If a physician intends to implement a policy of charging patients for missed appointments the physician should first determine if the physician’s contracts with the applicable payors allow the physician to charge the patient. Many of the contracts that providers enter into with the numerous payors have language that states the physician may charge a patient for an uncovered service provided that the physician has advised the enrollee that the service is uncovered and the patient will be responsible for the payment of the service.
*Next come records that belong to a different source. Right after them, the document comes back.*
mod cli;
mod stream_renderer;
mod ui;

pub use cli::Cli;
pub use stream_renderer::TerminalSink;
pub use ui::UI;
Provided the contract has this or similar language the physician must then determine if the applicable payor treats missed appointments as a non-covered service.Once the physician has checked all applicable contracts, the physician should create an effective date and post a prominent notice for all to see near the office cashier (i.e. from mm/dd/yy forward, patients will be charged $xx.xx for missed appointments that are not cancelled within 24 hours of the scheduled time. This charge will not be covered by any health plan). This is consistent with MSSNY’s current position on the subject. The policy reads as follows: 240.994 Reimbursement for Missed Appointment: MSSNY, consistent with the current opinions of the AMA Council on Ethical and Judicial Affairs, Section 8.01, reaffirms the position that "A physician may charge a patient for a missed appointment or for one not canceled 24 hours in advance if the patient is fully advised that the physician will make such a charge. The practice, however, should be resorted to infrequently and always with the utmost consideration for the patient and his/her circumstances." (HOD 96-263)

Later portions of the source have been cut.